Car Prices Rise

New Car Costs

Been to a dealership recently? Chances are, you’ve noticed that new cars are hitting the market with some hefty price tags. According to the latest data, the average price of a new vehicle in the U.S. reached $48,039 as of February 2025. That’s a slight bump from last year’s February figures but a minor drop from just the month prior. In a country heavily reliant on cars, it’s not uncommon to see folks snapping up these new rides even before a sale or promotion comes around. But there’s a catch: financing them may be more challenging than ever, leading some buyers to take on high-interest loans to drive away in a fresh set of wheels.

Loan Trends

It’s becoming more and more common to hear about loan terms stretching out like taffy at an old-timey fair. Edmunds brings to light that many buyers are getting into loans that last up to 84 months, which are about seven years long. These longer loans now account for nearly 20% of new car financing, which is quite a leap from 2019’s figure. Meanwhile, more traditional loans between 60 and 75 months are somewhat on the decline, though they still hang around as the more popular choice.

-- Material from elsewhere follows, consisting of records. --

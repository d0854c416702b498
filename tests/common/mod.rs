#![allow(dead_code)]

use std::io;
use std::path::Path;
use std::sync::{Arc, Mutex};
use std::time::Duration;

use async_trait::async_trait;
use nix_remote::{
    AgentProcess, BackoffPolicy, LaunchSpec, Launcher, Probe, ProbeFailure, ProcessExit,
    Supervisor, SupervisorConfig,
};

/// How the scripted agent behaves.
#[derive(Clone, Copy, Debug, Default)]
pub struct Script {
    /// Number of failing probes before the agent answers; `None` never answers.
    pub ready_after: Option<u32>,
    /// Exit with this code once this many probes have run.
    pub exit_after: Option<(u32, i32)>,
    /// Keep running on terminate; only kill stops it.
    pub ignore_terminate: bool,
    /// Probes never complete.
    pub hang_probes: bool,
}

/// What the scripted agent observed.
#[derive(Debug, Default)]
pub struct Counters {
    pub launches: u32,
    pub probes: u32,
    pub terminates: u32,
    pub kills: u32,
    pub exited: Option<ProcessExit>,
}

#[derive(Clone, Default)]
pub struct Fake {
    pub script: Script,
    pub state: Arc<Mutex<Counters>>,
}

impl Fake {
    pub fn new(script: Script) -> Self {
        Self {
            script,
            state: Arc::default(),
        }
    }

    pub fn counters(&self) -> std::sync::MutexGuard<'_, Counters> {
        self.state.lock().unwrap()
    }

    pub fn supervisor(&self, cfg: SupervisorConfig) -> Supervisor {
        Supervisor::builder(cfg)
            .with_launcher(Arc::new(self.clone()))
            .with_probe(Arc::new(self.clone()))
            .build()
    }
}

impl Launcher for Fake {
    fn launch(&self, _spec: &LaunchSpec, _cwd: &Path) -> io::Result<Box<dyn AgentProcess>> {
        self.counters().launches += 1;
        let mut state = self.counters();
        state.exited = None;
        state.probes = 0;
        drop(state);
        Ok(Box::new(FakeProcess { fake: self.clone() }))
    }
}

#[async_trait]
impl Probe for Fake {
    async fn probe(&self, _target: &str, _credential: &Path) -> Result<(), ProbeFailure> {
        let probes = {
            let mut state = self.counters();
            state.probes += 1;
            state.probes
        };
        if self.script.hang_probes {
            std::future::pending::<()>().await;
        }
        match self.script.ready_after {
            Some(n) if probes > n => Ok(()),
            _ => Err(ProbeFailure::new("Connection refused")),
        }
    }
}

pub struct FakeProcess {
    fake: Fake,
}

#[async_trait]
impl AgentProcess for FakeProcess {
    fn id(&self) -> Option<u32> {
        Some(4242)
    }

    fn try_wait(&mut self) -> io::Result<Option<ProcessExit>> {
        let mut state = self.fake.counters();
        if state.exited.is_none() {
            if let Some((after, code)) = self.fake.script.exit_after {
                if state.probes >= after {
                    state.exited = Some(ProcessExit::with_code(code));
                }
            }
        }
        Ok(state.exited)
    }

    fn terminate(&mut self) -> io::Result<()> {
        let mut state = self.fake.counters();
        state.terminates += 1;
        if !self.fake.script.ignore_terminate && state.exited.is_none() {
            state.exited = Some(ProcessExit::signaled());
        }
        Ok(())
    }

    fn kill(&mut self) -> io::Result<()> {
        let mut state = self.fake.counters();
        state.kills += 1;
        if state.exited.is_none() {
            state.exited = Some(ProcessExit::signaled());
        }
        Ok(())
    }

    async fn wait(&mut self) -> io::Result<ProcessExit> {
        loop {
            let exited = self.fake.counters().exited;
            if let Some(exit) = exited {
                return Ok(exit);
            }
            tokio::time::sleep(Duration::from_millis(10)).await;
        }
    }
}

pub fn spec() -> LaunchSpec {
    LaunchSpec::new("fake-builder", "fake")
        .target("builder@localhost")
        .credential("/nonexistent/key")
}

pub fn config(initial_ms: u64, max_time_ms: u64) -> SupervisorConfig {
    SupervisorConfig {
        backoff: BackoffPolicy {
            initial_delay: Duration::from_millis(initial_ms),
            max_delay: Duration::from_secs(5),
            max_time: Duration::from_millis(max_time_ms),
            factor: 1.2,
            ..BackoffPolicy::default()
        },
        grace: Duration::from_secs(1),
        ..SupervisorConfig::default()
    }
}
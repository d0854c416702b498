use std::process::ExitCode;

use anyhow::Context;
use clap::Parser;
use tokio_util::sync::CancellationToken;
use tracing_subscriber::EnvFilter;

use nix_remote::{App, Cli, wait_for_shutdown_signal};

fn install_tracing(filter: &str) -> anyhow::Result<()> {
    let filter = EnvFilter::try_new(filter)
        .with_context(|| format!("Invalid log filter `{filter}`"))?;
    tracing_subscriber::fmt()
        .with_env_filter(filter)
        .with_target(false)
        .with_writer(std::io::stderr)
        .init();
    Ok(())
}

#[tokio::main]
async fn main() -> anyhow::Result<ExitCode> {
    let cli = Cli::parse();
    install_tracing(&cli.log)?;

    let token = CancellationToken::new();
    tokio::spawn({
        let token = token.clone();
        async move {
            match wait_for_shutdown_signal().await {
                Ok(()) => token.cancel(),
                Err(e) => tracing::warn!(error = %e, "Failed to install signal handlers"),
            }
        }
    });

    App::new(cli).run(token).await
}
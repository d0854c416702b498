//! # Process launch interface.
//!
//! The supervisor never touches `tokio::process` directly. It goes through two
//! seams:
//! - [`Launcher`] spawns the agent described by a [`LaunchSpec`] in a working directory;
//! - [`AgentProcess`] is the spawned process: non-blocking exit polling, graceful
//!   termination, forceful kill, and an async wait used while tearing it down.
//!
//! [`CommandLauncher`] / [`CommandProcess`] are the real implementations. Tests
//! substitute scripted fakes.
//!
//! ## Signals
//! - `terminate()` sends `SIGTERM` on unix (a forceful kill elsewhere).
//! - `kill()` sends `SIGKILL`.
//! - Both succeed without doing anything once the process has exited.

use std::fmt;
use std::io;
use std::path::{Path, PathBuf};
use std::process::{ExitStatus, Stdio};

use async_trait::async_trait;
use tokio::process::{Child, Command};

use crate::builder::{DARWIN_BUILDER_HOST, ssh_destination};

/// How an agent process ended.
#[derive(Clone, Copy, Debug, PartialEq, Eq)]
pub struct ProcessExit {
    /// Exit code, or `None` if the process was killed by a signal.
    pub code: Option<i32>,
}

impl ProcessExit {
    pub fn with_code(code: i32) -> Self {
        Self { code: Some(code) }
    }

    pub fn signaled() -> Self {
        Self { code: None }
    }

    pub fn success(&self) -> bool {
        self.code == Some(0)
    }
}

impl From<ExitStatus> for ProcessExit {
    fn from(status: ExitStatus) -> Self {
        Self {
            code: status.code(),
        }
    }
}

impl fmt::Display for ProcessExit {
    fn fmt(&self, f: &mut fmt::Formatter<'_>) -> fmt::Result {
        match self.code {
            Some(code) => write!(f, "exit code {code}"),
            None => f.write_str("killed by a signal"),
        }
    }
}

/// What to run, and how to tell when it is ready.
#[derive(Clone, Debug, PartialEq, Eq)]
pub struct LaunchSpec {
    /// Display name used in events and errors.
    pub name: String,
    pub program: String,
    pub args: Vec<String>,
    /// Where the readiness probe connects to.
    pub target_address: String,
    /// Private key the readiness probe authenticates with.
    pub credential_path: PathBuf,
}

impl LaunchSpec {
    /// The installable that provides the darwin linux-builder VM.
    pub const DARWIN_BUILDER_INSTALLABLE: &str = "nixpkgs#darwin.linux-builder";

    pub fn new(name: impl Into<String>, program: impl Into<String>) -> Self {
        Self {
            name: name.into(),
            program: program.into(),
            args: Vec::new(),
            target_address: String::new(),
            credential_path: PathBuf::new(),
        }
    }

    pub fn arg(mut self, arg: impl Into<String>) -> Self {
        self.args.push(arg.into());
        self
    }

    pub fn target(mut self, address: impl Into<String>) -> Self {
        self.target_address = address.into();
        self
    }

    pub fn credential(mut self, path: impl Into<PathBuf>) -> Self {
        self.credential_path = path.into();
        self
    }

    /// `nix run nixpkgs#darwin.linux-builder`, run from `cwd`.
    ///
    /// The VM writes its SSH key pair to `<cwd>/keys/`.
    pub fn darwin_builder(cwd: &Path) -> Self {
        LaunchSpec::new("linux-builder", "nix")
            .arg("run")
            .arg(Self::DARWIN_BUILDER_INSTALLABLE)
            .target(ssh_destination(DARWIN_BUILDER_HOST))
            .credential(cwd.join("keys").join("builder_ed25519"))
    }

    /// The command as a single display string.
    pub fn command_line(&self) -> String {
        std::iter::once(self.program.as_str())
            .chain(self.args.iter().map(String::as_str))
            .collect::<Vec<_>>()
            .join(" ")
    }
}

/// A spawned agent process, exclusively owned by one bring-up.
#[async_trait]
pub trait AgentProcess: Send + 'static {
    /// OS process id, while the process has not been reaped.
    fn id(&self) -> Option<u32>;

    /// Polls for exit without blocking.
    fn try_wait(&mut self) -> io::Result<Option<ProcessExit>>;

    /// Asks the process to exit. `Ok` if it already has.
    fn terminate(&mut self) -> io::Result<()>;

    /// Kills the process. `Ok` if it already exited. Must not block.
    fn kill(&mut self) -> io::Result<()>;

    /// Waits for the process to exit.
    async fn wait(&mut self) -> io::Result<ProcessExit>;
}

/// Spawns agent processes.
pub trait Launcher: Send + Sync + 'static {
    fn launch(&self, spec: &LaunchSpec, cwd: &Path) -> io::Result<Box<dyn AgentProcess>>;
}

/// Launches agents as child processes via `tokio::process`.
///
/// Children inherit stdout/stderr, get a null stdin, and are killed if their
/// handle is dropped.
#[derive(Clone, Copy, Debug, Default)]
pub struct CommandLauncher;

impl Launcher for CommandLauncher {
    fn launch(&self, spec: &LaunchSpec, cwd: &Path) -> io::Result<Box<dyn AgentProcess>> {
        let child = Command::new(&spec.program)
            .args(&spec.args)
            .current_dir(cwd)
            .stdin(Stdio::null())
            .kill_on_drop(true)
            .spawn()?;
        Ok(Box::new(CommandProcess::new(child)))
    }
}

/// [`AgentProcess`] backed by a `tokio::process::Child`.
#[derive(Debug)]
pub struct CommandProcess {
    child: Child,
}

impl CommandProcess {
    pub fn new(child: Child) -> Self {
        Self { child }
    }
}

#[async_trait]
impl AgentProcess for CommandProcess {
    fn id(&self) -> Option<u32> {
        self.child.id()
    }

    fn try_wait(&mut self) -> io::Result<Option<ProcessExit>> {
        Ok(self.child.try_wait()?.map(ProcessExit::from))
    }

    #[cfg(unix)]
    fn terminate(&mut self) -> io::Result<()> {
        use nix::errno::Errno;
        use nix::sys::signal::{self, Signal};
        use nix::unistd::Pid;

        let Some(pid) = self.child.id() else {
            return Ok(());
        };
        let pid = i32::try_from(pid)
            .map_err(|_| io::Error::new(io::ErrorKind::InvalidInput, "pid out of range"))?;
        match signal::kill(Pid::from_raw(pid), Signal::SIGTERM) {
            Ok(()) | Err(Errno::ESRCH) => Ok(()),
            Err(errno) => Err(io::Error::from(errno)),
        }
    }

    #[cfg(not(unix))]
    fn terminate(&mut self) -> io::Result<()> {
        self.kill()
    }

    fn kill(&mut self) -> io::Result<()> {
        if self.child.id().is_none() {
            return Ok(());
        }
        match self.child.start_kill() {
            Err(e) if e.kind() == io::ErrorKind::InvalidInput => Ok(()),
            res => res,
        }
    }

    async fn wait(&mut self) -> io::Result<ProcessExit> {
        Ok(self.child.wait().await?.into())
    }
}
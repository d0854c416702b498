//! Agent supervision: launch, readiness probing, teardown.
//!
//! ## Contents
//! - [`LaunchSpec`], [`Launcher`], [`AgentProcess`] what to run and the spawn seam
//! - [`Probe`], [`SshProbe`] one readiness check against the running agent
//! - [`SupervisorConfig`] backoff, probe bound and teardown grace
//! - [`Supervisor`], [`RunningAgent`], [`AgentHandle`] the bring-up itself and its result
//!
//! ## Quick wiring
//! ```text
//! Supervisor::with_agent(cwd, spec, token, f)
//!      ├─► bring_up: launch ─► backoff slots ─► probe + try_wait
//!      ├─► f(AgentHandle)
//!      └─► RunningAgent::shutdown: terminate ─► grace ─► kill
//! ```

mod config;
mod guard;
mod probe;
mod process;
mod supervisor;

pub use config::SupervisorConfig;
pub use probe::{Probe, SshProbe};
pub use process::{AgentProcess, CommandLauncher, CommandProcess, LaunchSpec, Launcher, ProcessExit};
pub use supervisor::{AgentHandle, RunningAgent, Supervisor, SupervisorBuilder};
//! # Event bus for broadcasting bring-up events.
//!
//! [`Bus`] is a thin wrapper around [`tokio::sync::broadcast`]. The supervisor and
//! the process guard publish into it; the [`SubscriberSet`](crate::SubscriberSet)
//! listener and tests read from it.
//!
//! ## Rules
//! - **Non-blocking publish**: `publish()` never blocks.
//! - **Bounded capacity**: a single ring buffer stores recent events for all receivers.
//! - **Lag handling**: slow receivers get `RecvError::Lagged(n)` and skip `n` oldest items.
//! - **No persistence**: events are lost if there are no receivers at send time.

use tokio::sync::broadcast;

use super::event::Event;

/// Broadcast channel for bring-up events.
///
/// Cheap to clone; every clone publishes into the same channel.
#[derive(Clone, Debug)]
pub struct Bus {
    tx: broadcast::Sender<Event>,
}

impl Bus {
    /// Creates a new bus with the given channel capacity (minimum 1).
    pub fn new(capacity: usize) -> Self {
        let (tx, _rx) = broadcast::channel::<Event>(capacity.max(1));
        Self { tx }
    }

    /// Publishes an event to all active receivers. Dropped if there are none.
    pub fn publish(&self, ev: Event) {
        let _ = self.tx.send(ev);
    }

    /// Creates a new receiver that observes subsequent events.
    pub fn subscribe(&self) -> broadcast::Receiver<Event> {
        self.tx.subscribe()
    }
}

#[cfg(test)]
mod tests {
    use super::*;
    use crate::events::EventKind;

    #[test]
    fn test_publish_without_receivers_is_noop() {
        let bus = Bus::new(0);
        bus.publish(Event::new(EventKind::AgentStarting));
    }

    #[test]
    fn test_receiver_sees_later_events_only() {
        let bus = Bus::new(8);
        bus.publish(Event::new(EventKind::AgentStarting));

        let mut rx = bus.subscribe();
        bus.publish(Event::new(EventKind::AgentLaunched));

        assert_eq!(rx.try_recv().unwrap().kind, EventKind::AgentLaunched);
        assert!(rx.try_recv().is_err());
    }
}
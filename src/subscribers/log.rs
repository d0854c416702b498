//! # LogWriter: events to `tracing`
//!
//! Maps every [`Event`] onto a structured `tracing` record. Expected noise
//! (failed probes while the agent boots, backoff scheduling) is logged at
//! `trace`; lifecycle milestones at `info`; fatal outcomes at `error`.
//!
//! ## Example output (`--log trace`)
//! ```text
//! INFO  agent="linux-builder" command="nix run nixpkgs#darwin.linux-builder" Starting agent
//! INFO  agent="linux-builder" pid=4242 Agent launched
//! TRACE agent="linux-builder" attempt=1 reason="ssh: connect to host linux-builder port 22: Connection refused" Probe failed
//! TRACE agent="linux-builder" attempt=1 delay_ms=100 elapsed_ms=12 Retrying
//! INFO  agent="linux-builder" attempt=14 elapsed_ms=9120 Agent is reachable
//! INFO  agent="linux-builder" pid=4242 Killing agent
//! ```

use async_trait::async_trait;

use crate::events::{Event, EventKind};
use crate::subscribers::Subscribe;

/// Subscriber that forwards events to `tracing`.
#[derive(Default)]
pub struct LogWriter;

impl LogWriter {
    #[must_use]
    pub fn new() -> Self {
        Self
    }
}

#[async_trait]
impl Subscribe for LogWriter {
    async fn on_event(&self, e: &Event) {
        let agent = e.agent.as_deref().unwrap_or("unknown");
        let reason = e.reason.as_deref().unwrap_or("");
        match e.kind {
            EventKind::AgentStarting => {
                tracing::info!(agent, command = reason, "Starting agent");
            }
            EventKind::AgentLaunched => {
                tracing::info!(agent, pid = ?e.pid, "Agent launched");
            }
            EventKind::ProbeFailed => {
                tracing::trace!(agent, attempt = ?e.attempt, reason, "Probe failed");
            }
            EventKind::BackoffScheduled => {
                tracing::trace!(
                    agent,
                    attempt = ?e.attempt,
                    delay_ms = ?e.delay_ms,
                    elapsed_ms = ?e.elapsed_ms,
                    "Retrying"
                );
            }
            EventKind::AgentReady => {
                tracing::info!(agent, attempt = ?e.attempt, elapsed_ms = ?e.elapsed_ms, "Agent is reachable");
            }
            EventKind::AgentExited => {
                tracing::error!(agent, attempt = ?e.attempt, exit_code = ?e.exit_code, "Agent exited during bring-up");
            }
            EventKind::BringUpTimedOut => {
                tracing::error!(agent, attempt = ?e.attempt, timeout_ms = ?e.timeout_ms, "Failed to start agent");
            }
            EventKind::BringUpCancelled => {
                tracing::warn!(agent, "Bring-up cancelled");
            }
            EventKind::AgentTerminating => {
                tracing::info!(agent, pid = ?e.pid, "Killing agent");
            }
            EventKind::AgentKilled => {
                tracing::warn!(agent, pid = ?e.pid, reason, "Agent force-killed");
            }
            EventKind::AgentStopped => {
                tracing::debug!(agent, pid = ?e.pid, exit_code = ?e.exit_code, "Agent stopped");
            }
            EventKind::SubscriberOverflow => {
                tracing::warn!(subscriber = agent, reason, "Subscriber dropped an event");
            }
            EventKind::SubscriberPanicked => {
                tracing::warn!(subscriber = agent, reason, "Subscriber panicked");
            }
        }
    }

    fn name(&self) -> &'static str {
        "log"
    }
}
//! # Termination signals.
//!
//! [`wait_for_shutdown_signal`] completes when the process is asked to stop.
//! The binary uses it to cancel the runtime token, which tears down any
//! builder that is starting or running.
//!
//! **Unix:** `SIGINT`, `SIGTERM`, `SIGQUIT`.
//! **Elsewhere:** `Ctrl-C` via [`tokio::signal::ctrl_c`].

/// Waits for a termination signal.
///
/// Returns `Err` if a signal handler cannot be registered.
#[cfg(unix)]
pub async fn wait_for_shutdown_signal() -> std::io::Result<()> {
    use tokio::signal::unix::{SignalKind, signal};

    let mut sigint = signal(SignalKind::interrupt())?;
    let mut sigterm = signal(SignalKind::terminate())?;
    let mut sigquit = signal(SignalKind::quit())?;

    let name = tokio::select! {
        _ = sigint.recv()  => "SIGINT",
        _ = sigterm.recv() => "SIGTERM",
        _ = sigquit.recv() => "SIGQUIT",
    };
    tracing::info!(signal = name, "Received termination signal");
    Ok(())
}

/// Waits for a termination signal.
///
/// Returns `Err` if a signal handler cannot be registered.
#[cfg(not(unix))]
pub async fn wait_for_shutdown_signal() -> std::io::Result<()> {
    tokio::signal::ctrl_c().await?;
    tracing::info!(signal = "ctrl-c", "Received termination signal");
    Ok(())
}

What might catch the eye even more is the steep climb in monthly payments. Nearly 18% of new car buyers are shelling out more than $1,000 monthly for their car loans. Ouch. The average annual percentage rate is nudging upwards too, settling at about 7.1% this year. It’s no secret that the auto financing world is in a state of flux. And while rates aren’t soaring through the roof, they’re not dropping to make anyone’s wallet jump for joy either.

Impact of Tariffs

Edmunds’ Jessica Caldwell points out that car ownership isn’t getting any cheaper, especially with new tariffs potentially straining purchasing power. According to Caldwell, if one in five buyers need a seven-year loan, folks might be pushing their finances to the limit even before tacking on the extra costs that tariffs could bring. The risk is clear: higher costs may nip at the heels of potential buyers, keeping new vehicles just out of reach for many.

Final Thoughts

Diving into the nitty-gritty of these financing trends reveals a darker side to car buying in the U.S. Bloomberg drew attention to overdue auto loans reaching levels not seen in decades. Subprime borrowers, roughly those with credit scores under 640, are seeing an increase in missed payments, with data from the New York Federal Reserve showing a worrying 3% of borrowers in serious delinquency. Repossessions hit levels reminiscent of post-recession days, with a staggering 1.73 million cars repossessed last year alone.

The bottom line? Cars might be running smoother and featuring smarter tech, but affording one nowadays might feel like a road trip without a map or a GPS to guide the way.